▶ _Task statement_: Of all the lines below, return only those starting with the line holding "if !executable &&" and going on through the line holding "let (tx, rx)", exactly as written.

▶ _Input_:
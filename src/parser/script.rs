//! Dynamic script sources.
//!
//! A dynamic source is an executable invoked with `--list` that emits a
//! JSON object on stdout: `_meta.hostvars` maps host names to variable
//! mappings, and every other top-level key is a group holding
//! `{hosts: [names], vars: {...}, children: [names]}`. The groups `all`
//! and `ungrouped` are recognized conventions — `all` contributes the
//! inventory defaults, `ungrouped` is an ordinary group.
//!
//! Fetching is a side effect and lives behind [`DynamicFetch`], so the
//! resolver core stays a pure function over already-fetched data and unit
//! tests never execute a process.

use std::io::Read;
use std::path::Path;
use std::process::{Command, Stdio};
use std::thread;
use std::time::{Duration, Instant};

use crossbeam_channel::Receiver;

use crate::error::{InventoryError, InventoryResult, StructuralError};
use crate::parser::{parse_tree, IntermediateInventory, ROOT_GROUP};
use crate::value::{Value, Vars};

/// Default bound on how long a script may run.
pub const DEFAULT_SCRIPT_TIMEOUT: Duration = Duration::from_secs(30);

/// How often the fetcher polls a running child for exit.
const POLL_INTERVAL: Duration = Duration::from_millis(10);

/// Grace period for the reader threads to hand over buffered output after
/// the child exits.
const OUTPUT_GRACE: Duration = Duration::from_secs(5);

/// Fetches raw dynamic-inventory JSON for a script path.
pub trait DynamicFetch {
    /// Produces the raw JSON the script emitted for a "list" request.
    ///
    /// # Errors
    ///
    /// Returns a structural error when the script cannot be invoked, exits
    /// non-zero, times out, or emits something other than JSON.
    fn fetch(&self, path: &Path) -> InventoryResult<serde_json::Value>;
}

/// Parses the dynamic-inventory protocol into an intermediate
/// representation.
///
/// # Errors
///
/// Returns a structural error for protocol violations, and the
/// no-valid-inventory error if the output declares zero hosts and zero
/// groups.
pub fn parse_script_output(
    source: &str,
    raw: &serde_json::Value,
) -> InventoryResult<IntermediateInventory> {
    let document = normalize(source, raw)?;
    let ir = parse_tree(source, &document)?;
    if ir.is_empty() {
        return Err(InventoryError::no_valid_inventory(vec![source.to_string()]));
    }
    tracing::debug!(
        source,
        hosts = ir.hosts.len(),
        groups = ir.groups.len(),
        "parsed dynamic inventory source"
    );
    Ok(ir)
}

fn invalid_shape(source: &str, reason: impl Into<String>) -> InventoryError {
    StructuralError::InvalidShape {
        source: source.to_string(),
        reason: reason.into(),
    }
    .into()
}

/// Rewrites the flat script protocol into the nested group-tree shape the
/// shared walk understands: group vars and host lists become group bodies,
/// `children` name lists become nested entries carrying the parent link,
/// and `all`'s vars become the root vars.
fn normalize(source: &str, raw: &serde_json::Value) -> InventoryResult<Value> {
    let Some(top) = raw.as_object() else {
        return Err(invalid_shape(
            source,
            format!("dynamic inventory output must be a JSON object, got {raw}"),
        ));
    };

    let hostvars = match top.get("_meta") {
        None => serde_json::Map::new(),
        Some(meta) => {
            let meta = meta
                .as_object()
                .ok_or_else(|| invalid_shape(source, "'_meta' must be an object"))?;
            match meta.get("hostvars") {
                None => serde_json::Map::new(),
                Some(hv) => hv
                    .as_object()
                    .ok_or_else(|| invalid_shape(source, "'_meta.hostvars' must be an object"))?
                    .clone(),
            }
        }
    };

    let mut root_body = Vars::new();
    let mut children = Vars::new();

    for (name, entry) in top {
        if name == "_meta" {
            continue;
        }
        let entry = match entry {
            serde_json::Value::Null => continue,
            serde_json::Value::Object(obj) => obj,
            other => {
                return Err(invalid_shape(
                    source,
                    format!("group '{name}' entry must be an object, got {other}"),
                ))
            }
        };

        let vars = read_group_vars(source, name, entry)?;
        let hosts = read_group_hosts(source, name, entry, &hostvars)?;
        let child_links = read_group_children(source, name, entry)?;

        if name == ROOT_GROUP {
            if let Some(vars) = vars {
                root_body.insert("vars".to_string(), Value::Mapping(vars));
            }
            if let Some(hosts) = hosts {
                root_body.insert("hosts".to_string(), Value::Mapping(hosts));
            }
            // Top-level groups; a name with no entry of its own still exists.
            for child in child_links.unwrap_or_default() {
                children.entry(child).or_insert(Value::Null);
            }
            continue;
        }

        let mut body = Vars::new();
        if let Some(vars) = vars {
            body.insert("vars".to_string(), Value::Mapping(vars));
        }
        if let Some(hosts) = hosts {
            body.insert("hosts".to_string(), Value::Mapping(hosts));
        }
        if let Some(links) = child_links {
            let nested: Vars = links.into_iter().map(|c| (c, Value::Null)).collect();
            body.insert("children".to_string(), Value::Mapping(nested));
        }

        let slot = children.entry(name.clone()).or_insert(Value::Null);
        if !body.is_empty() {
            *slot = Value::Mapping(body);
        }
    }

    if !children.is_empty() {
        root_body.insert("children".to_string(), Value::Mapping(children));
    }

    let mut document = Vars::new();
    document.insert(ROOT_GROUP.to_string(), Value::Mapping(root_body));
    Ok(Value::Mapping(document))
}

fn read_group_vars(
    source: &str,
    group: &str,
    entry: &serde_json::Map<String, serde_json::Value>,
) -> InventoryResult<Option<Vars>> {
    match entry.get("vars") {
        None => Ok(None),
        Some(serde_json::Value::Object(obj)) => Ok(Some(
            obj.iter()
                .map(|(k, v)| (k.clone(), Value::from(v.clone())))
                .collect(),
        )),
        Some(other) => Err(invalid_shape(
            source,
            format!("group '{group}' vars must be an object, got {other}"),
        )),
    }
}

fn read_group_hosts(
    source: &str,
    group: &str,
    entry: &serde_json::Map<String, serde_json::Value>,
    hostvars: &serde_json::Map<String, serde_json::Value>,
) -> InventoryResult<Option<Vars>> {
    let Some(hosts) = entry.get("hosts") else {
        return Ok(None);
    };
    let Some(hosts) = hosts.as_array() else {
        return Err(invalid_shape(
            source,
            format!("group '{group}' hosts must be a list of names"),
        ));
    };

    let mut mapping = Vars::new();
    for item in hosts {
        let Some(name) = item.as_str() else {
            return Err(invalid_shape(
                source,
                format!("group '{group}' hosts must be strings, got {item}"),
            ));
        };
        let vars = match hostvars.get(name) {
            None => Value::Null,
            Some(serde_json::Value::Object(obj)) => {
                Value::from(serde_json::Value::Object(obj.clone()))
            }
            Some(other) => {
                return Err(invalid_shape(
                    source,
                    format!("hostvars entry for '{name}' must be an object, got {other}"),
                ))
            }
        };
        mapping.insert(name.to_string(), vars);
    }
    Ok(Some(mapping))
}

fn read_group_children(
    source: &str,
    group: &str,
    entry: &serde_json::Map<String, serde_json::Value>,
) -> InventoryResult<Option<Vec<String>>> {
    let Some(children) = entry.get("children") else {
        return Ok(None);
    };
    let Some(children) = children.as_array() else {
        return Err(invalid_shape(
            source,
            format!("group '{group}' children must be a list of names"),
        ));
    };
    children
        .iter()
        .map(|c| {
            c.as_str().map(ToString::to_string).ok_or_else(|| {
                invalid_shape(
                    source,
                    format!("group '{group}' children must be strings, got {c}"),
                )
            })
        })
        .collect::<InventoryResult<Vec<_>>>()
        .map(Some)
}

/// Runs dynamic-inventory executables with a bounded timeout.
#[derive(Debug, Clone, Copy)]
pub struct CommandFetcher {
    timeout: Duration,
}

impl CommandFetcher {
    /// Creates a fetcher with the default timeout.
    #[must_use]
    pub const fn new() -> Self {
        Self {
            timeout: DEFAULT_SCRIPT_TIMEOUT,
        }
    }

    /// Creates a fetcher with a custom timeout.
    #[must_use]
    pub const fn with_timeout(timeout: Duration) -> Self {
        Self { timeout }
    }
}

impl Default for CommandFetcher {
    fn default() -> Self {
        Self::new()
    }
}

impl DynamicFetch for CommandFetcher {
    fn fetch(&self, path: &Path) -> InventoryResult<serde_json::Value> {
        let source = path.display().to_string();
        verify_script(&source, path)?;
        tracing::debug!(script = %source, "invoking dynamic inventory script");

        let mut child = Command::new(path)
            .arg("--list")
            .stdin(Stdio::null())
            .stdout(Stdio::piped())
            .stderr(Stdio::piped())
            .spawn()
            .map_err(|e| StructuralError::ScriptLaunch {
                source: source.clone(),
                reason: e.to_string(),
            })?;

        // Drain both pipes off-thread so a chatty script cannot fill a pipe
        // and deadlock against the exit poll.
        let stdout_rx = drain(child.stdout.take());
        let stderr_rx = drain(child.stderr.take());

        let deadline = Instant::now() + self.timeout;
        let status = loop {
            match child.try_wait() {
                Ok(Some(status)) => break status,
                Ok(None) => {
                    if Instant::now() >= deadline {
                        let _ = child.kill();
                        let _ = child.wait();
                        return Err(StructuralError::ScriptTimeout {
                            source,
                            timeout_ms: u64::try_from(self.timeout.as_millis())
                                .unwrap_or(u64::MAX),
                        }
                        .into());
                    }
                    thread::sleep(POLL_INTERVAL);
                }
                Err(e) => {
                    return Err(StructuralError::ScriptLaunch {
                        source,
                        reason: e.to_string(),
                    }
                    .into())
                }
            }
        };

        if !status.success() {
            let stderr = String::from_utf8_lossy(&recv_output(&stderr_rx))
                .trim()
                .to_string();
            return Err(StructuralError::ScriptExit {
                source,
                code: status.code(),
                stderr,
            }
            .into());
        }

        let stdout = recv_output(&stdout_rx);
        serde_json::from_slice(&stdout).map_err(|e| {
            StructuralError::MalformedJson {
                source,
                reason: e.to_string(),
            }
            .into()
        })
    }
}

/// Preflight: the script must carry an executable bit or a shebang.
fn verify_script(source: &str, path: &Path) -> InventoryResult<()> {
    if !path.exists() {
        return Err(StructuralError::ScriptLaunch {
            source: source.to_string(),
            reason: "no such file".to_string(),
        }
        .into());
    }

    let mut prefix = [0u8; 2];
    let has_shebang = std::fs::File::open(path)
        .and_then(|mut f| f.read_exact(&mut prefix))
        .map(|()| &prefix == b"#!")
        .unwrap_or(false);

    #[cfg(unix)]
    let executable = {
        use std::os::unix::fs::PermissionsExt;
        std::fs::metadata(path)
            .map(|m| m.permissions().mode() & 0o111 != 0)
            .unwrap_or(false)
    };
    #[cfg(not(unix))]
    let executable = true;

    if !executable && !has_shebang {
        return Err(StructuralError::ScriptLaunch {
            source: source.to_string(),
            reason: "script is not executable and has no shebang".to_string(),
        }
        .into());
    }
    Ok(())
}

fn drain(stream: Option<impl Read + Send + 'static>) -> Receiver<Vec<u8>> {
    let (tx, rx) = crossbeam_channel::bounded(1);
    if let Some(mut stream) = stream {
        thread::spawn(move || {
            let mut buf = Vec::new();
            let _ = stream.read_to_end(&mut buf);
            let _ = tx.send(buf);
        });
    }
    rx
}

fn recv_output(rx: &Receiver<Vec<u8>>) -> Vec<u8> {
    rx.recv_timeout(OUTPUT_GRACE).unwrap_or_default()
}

▶ _Response for this exercise_:
    if !executable && !has_shebang {
        return Err(StructuralError::ScriptLaunch {
            source: source.to_string(),
            reason: "script is not executable and has no shebang".to_string(),
        }
        .into());
    }
    Ok(())
}

fn drain(stream: Option<impl Read + Send + 'static>) -> Receiver<Vec<u8>> {
    let (tx, rx) = crossbeam_channel::bounded(1);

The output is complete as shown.